Chair of Bioinformatics

    Jimena square

    Jimena square is a Java genetic regulatory network simulation framework which focuses on computational efficacy and a modularized architecture to facilitate the development and testing of new algorithms and models surrounding GRNs. The software package including new-added MATLAB routines enabled comprehensive analysis based for the constructed network, including steady state computation, regulation simulation and data-driven algorithms.

    One of the most important application of Jimena square is the detection of new drug targets, even in complex regulatory networks, by rational and systematical methods. A further potential of Jimena square is to test different drug targets, expected to cause a desired outcome of a corresponding experiment, in preliminary investigations in silico to figure out the most promising drug target(s) for the desired outcome before setting up an experiment in vivo or in vitro which supports the planning of experiments and studies. Therefore Jimena square accelerates the discovery of new drugs. 

    • Network import from yED graph files (Example 1: Download (source), Example 2: Download)
    • Full support of the exponential interpolation model implemented in SQUAD
    • Full support of the polynomial interpolation models implemented in Odefy, including a significantly better implementation of the interpolation algorithm
    • Several discrete update schemes
    • Perturbation support in all models
    • Several algorithms for the search of steady stable states in all models (fully multithreaded)
    • New developed data-driven routine enabling an investigation on external stimuli to switch between steady states in regulatory networks

    It is developed by Chunguang Liang, Tim Breitenbach and Stefan Karl at the Department of Bioinformatics of the University of Würzburg and supervised by Thomas Dandekar (head of the department).

    Network input format

    Activating influences are modeled using the yED standard arrow tip, inhibiting influences using any other tip (e.g. a diamond). Boolean nodes are modeled using nodes with the captions AND, OR, NOT, &&, ||, !. Cf. the examples above.


    The screenshow shows a simulation of the T-helper network in the jIMENA GUI (which is not yet included in the release). The simulation was started from random values and the NFAT node was set to 1 between the time indices 1 and 2 by a perturbation.

    Large figure




    Jimena square is publicly available here. To run Jimena square, a Java runtime library (JRE) 8 or above is necessary. In addition, a Mathworks Matlab environment is required to run the involved Matlab routines. Jimena square is released under the GNU Lesser General Public License Version 3The source code is also available.

    Network can be edited with yEd software (URL: http://www.yworks.com/en/products_yed_download.html).

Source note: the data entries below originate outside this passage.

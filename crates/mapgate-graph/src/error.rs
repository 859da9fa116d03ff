//! Error types for the graph layer.

use crate::{MapId, TokenId};

/// Errors raised while loading graph configuration.
#[derive(Debug, thiserror::Error)]
pub enum GraphError {
    /// The configuration JSON is malformed or has the wrong shape.
    #[error("invalid graph config: {0}")]
    Parse(#[from] serde_json::Error),

    /// `max_chain_depth` of zero would deny every gated map.
    #[error("max_chain_depth must be at least 1")]
    ZeroDepth,
}

/// Configuration that loads fine but is probably a mistake.
#[derive(Debug, Clone, PartialEq, Eq, thiserror::Error)]
pub enum ConfigWarning {
    #[error("map {0} appears in more than one mixing group; first group wins")]
    OverlappingMixingGroups(MapId),

    #[error("map {map} requires token {token}, which no map grants")]
    UnsourcedToken { map: MapId, token: TokenId },

    #[error("token {token} is sourced from unknown map {map}")]
    UnknownSourceMap { token: TokenId, map: MapId },
}

/// Why a token-chain check denied access.
///
/// The public predicates collapse every variant to `false`; this type
/// keeps "player lacks a token" apart from "the graph is broken" so the
/// latter can be reported to operators.
#[derive(Debug, Clone, PartialEq, Eq, thiserror::Error)]
pub enum ChainDenial {
    /// The player doesn't hold the token `map` requires.
    #[error("map {map} requires token {token}")]
    MissingToken { map: MapId, token: TokenId },

    /// The requested map has no entry in the requirement table.
    ///
    /// The requested name comes from the caller, so this is an ordinary
    /// denial.
    #[error("no such map {0}")]
    UnrecognizedMap(MapId),

    /// A map reached through a token source has no entry in the
    /// requirement table.
    #[error("token chain reaches unknown map {0}")]
    UnknownMap(MapId),

    /// A required token has no source map.
    #[error("token {0} has no source map")]
    UnknownToken(TokenId),

    /// The chain is cyclic or longer than the configured limit.
    #[error("token chain from {map} exceeds {limit} gated maps")]
    DepthExceeded { map: MapId, limit: usize },
}

impl ChainDenial {
    /// Returns `true` if the denial points at broken configuration rather
    /// than at a player who simply lacks a token.
    pub fn is_misconfiguration(&self) -> bool {
        !matches!(
            self,
            Self::MissingToken { .. } | Self::UnrecognizedMap(_)
        )
    }
}

#[cfg(test)]
mod tests {
    use super::*;

    #[test]
    fn test_missing_token_is_not_misconfiguration() {
        let denial = ChainDenial::MissingToken {
            map: "a".into(),
            token: "x".into(),
        };
        assert!(!denial.is_misconfiguration());
        assert_eq!(denial.to_string(), "map a requires token x");
    }

    #[test]
    fn test_unrecognized_map_is_not_misconfiguration() {
        let denial = ChainDenial::UnrecognizedMap("cvae".into());
        assert!(!denial.is_misconfiguration());
        assert_eq!(denial.to_string(), "no such map cvae");
    }

    #[test]
    fn test_structural_denials_are_misconfiguration() {
        assert!(ChainDenial::UnknownMap("a".into()).is_misconfiguration());
        assert!(ChainDenial::UnknownToken("x".into()).is_misconfiguration());
        assert!(
            ChainDenial::DepthExceeded {
                map: "a".into(),
                limit: 4
            }
            .is_misconfiguration()
        );
    }
}
//! Unified error type for Mapgate.

use std::path::PathBuf;

use mapgate_codec::CodecError;
use mapgate_graph::GraphError;
use mapgate_identity::IdentityError;

/// Top-level error that wraps all crate-specific errors.
///
/// The `#[from]` attribute on each variant auto-generates `From` impls,
/// so the `?` operator converts sub-crate errors automatically.
///
/// Map access decisions never produce one of these: they answer `false`.
#[derive(Debug, thiserror::Error)]
pub enum GateError {
    /// Encoding or decoding an identity failed.
    #[error(transparent)]
    Codec(#[from] CodecError),

    /// A claimed identity or the authorizer secret was rejected.
    #[error(transparent)]
    Identity(#[from] IdentityError),

    /// The graph configuration is invalid.
    #[error(transparent)]
    Graph(#[from] GraphError),

    /// The gatekeeper config file isn't valid JSON for the schema.
    #[error("invalid gatekeeper config: {0}")]
    Parse(#[from] serde_json::Error),

    /// The config file couldn't be read.
    #[error("failed to read {path}: {source}")]
    Io {
        path: PathBuf,
        #[source]
        source: std::io::Error,
    },

    /// A gatekeeper was already installed for this process.
    #[error("gatekeeper already installed")]
    AlreadyInstalled,
}

#[cfg(test)]
mod tests {
    use super::*;

    #[test]
    fn test_from_codec_error() {
        let err: GateError =
            CodecError::InvalidCharacter { ch: 'A', position: 0 }.into();
        assert!(matches!(err, GateError::Codec(_)));
        assert!(err.to_string().contains("'A'"));
    }

    #[test]
    fn test_from_identity_error() {
        let err: GateError = IdentityError::EmptySecret.into();
        assert!(matches!(err, GateError::Identity(_)));
    }

    #[test]
    fn test_from_graph_error() {
        let err: GateError = GraphError::ZeroDepth.into();
        assert!(matches!(err, GateError::Graph(_)));
        assert!(err.to_string().contains("max_chain_depth"));
    }

    #[test]
    fn test_io_error_names_path() {
        let err = GateError::Io {
            path: PathBuf::from("/etc/mapgate.json"),
            source: std::io::Error::from(std::io::ErrorKind::NotFound),
        };
        assert!(err.to_string().contains("/etc/mapgate.json"));
    }
}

A local backup for education is available here: yEd(windows)yEd(linux)





    Step 1. Start Jimena square

    Unpack the downloaded Jimena square zip file, users could click "jimena.jar" (windows) or in a console "java -jar jimena.jar (linux)" to run it.

    Step 2. Load the network created with jED.


    Step 3. Compute the steady states

    here click yes to continue

    Step 4. Select the desired steady states, then click Switch Analyzer

    Step 5. Select the initial state and the target state, and then choose positive regulation nodes in the left selection list and negative regulation nodes in the right selection list (multiple selection is allowed with ctl key). Change the parameter according to your requirement, then click "generate"

    Step 6. Choose the location of the Matlab script folder. Give a script name, e.g., "main". You could also use the other name, but for first-time trial, "main" is highly recommended. The generated script will be named as "main.m".


    Step 7. Run Matlab in the script folder where you extracted the package, e.g., /home/username/jimena2/matlab

    Step 8. Run the script, e.g., type "main" in the Matlab console (for most case), however, if you name it as other name, e.g., "test1" in the previous step, you have to type the corresponding file name here.

    Wait until it finishes, it will generate two result files, "x.txt" collect all the node states, and "u.txt" contains all the regulations.

    Step 9 One can examine the controls with "drawStimuli(1,'u.txt',1)" or "drawStimuli([1,2,3,4],'u.txt',2)" in a multiple column view, whereas one can also plot several nodes/external stimuli by entering a vector of the indices of the nodes/external stimuli as follows "drawStates([1,2,16,21],'x.txt',2)", where 2 is the number of columns in the window in which the time curves are plotted. Here one could notice the activation level in the first plot, the constant level in the second, the activation level drops as the stimulus is stopped (see the stimuli figure) in the third (node 16), the last figure represents the relaxing of the node 21 into its desired state after sufficient application of the stimuli, in this case it is a pure activation.